Select, from the data, each line where "impl" occurs.
***** SUPPLIED DATA
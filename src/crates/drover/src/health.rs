//! Sink health gate
//!
//! Circuit-breaker state over consecutive exhausted sends. The writer
//! feeds it outcomes; the controller halts the run once it trips.

use tracing::{info, warn};

/// Breaker state
#[derive(Debug, Clone, Copy, PartialEq, Eq)]
pub enum HealthState {
    /// Sends are being accepted, or failures have not yet reached the threshold
    Healthy,
    /// Too many consecutive sends exhausted their retries
    Tripped,
}

impl std::fmt::Display for HealthState {
    fn fmt(&self, f: &mut std::fmt::Formatter<'_>) -> std::fmt::Result {
        match self {
            Self::Healthy => write!(f, "healthy"),
            Self::Tripped => write!(f, "tripped"),
        }
    }
}

/// Consecutive-failure breaker for the sink
///
/// A failure here is a record send that exhausted every retry, not an
/// individual failed attempt. Any delivered record proves the sink is
/// reachable again and resets the count.
#[derive(Debug)]
pub struct SinkHealth {
    state: HealthState,
    consecutive_failures: u32,
    threshold: u32,
}

impl SinkHealth {
    /// Create a breaker that trips after `threshold` consecutive failures
    pub fn new(threshold: u32) -> Self {
        Self {
            state: HealthState::Healthy,
            consecutive_failures: 0,
            threshold,
        }
    }

    /// Record a send that exhausted its retries
    pub fn record_failure(&mut self) {
        self.consecutive_failures += 1;

        if self.state == HealthState::Healthy && self.consecutive_failures >= self.threshold {
            self.state = HealthState::Tripped;
            warn!(
                consecutive_failures = self.consecutive_failures,
                threshold = self.threshold,
                "Sink health breaker tripped"
            );
        }
    }

    /// Record a delivered send
    pub fn record_success(&mut self) {
        if self.state == HealthState::Tripped {
            info!("Sink health breaker reset after successful send");
        }
        self.consecutive_failures = 0;
        self.state = HealthState::Healthy;
    }

    /// Whether the breaker is still closed
    pub fn is_healthy(&self) -> bool {
        self.state == HealthState::Healthy
    }

    /// Current breaker state
    pub fn state(&self) -> HealthState {
        self.state
    }

    /// Failures recorded since the last success
    pub fn consecutive_failures(&self) -> u32 {
        self.consecutive_failures
    }
}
**********
» RESPONSE AREA
impl std::fmt::Display for HealthState {
impl SinkHealth {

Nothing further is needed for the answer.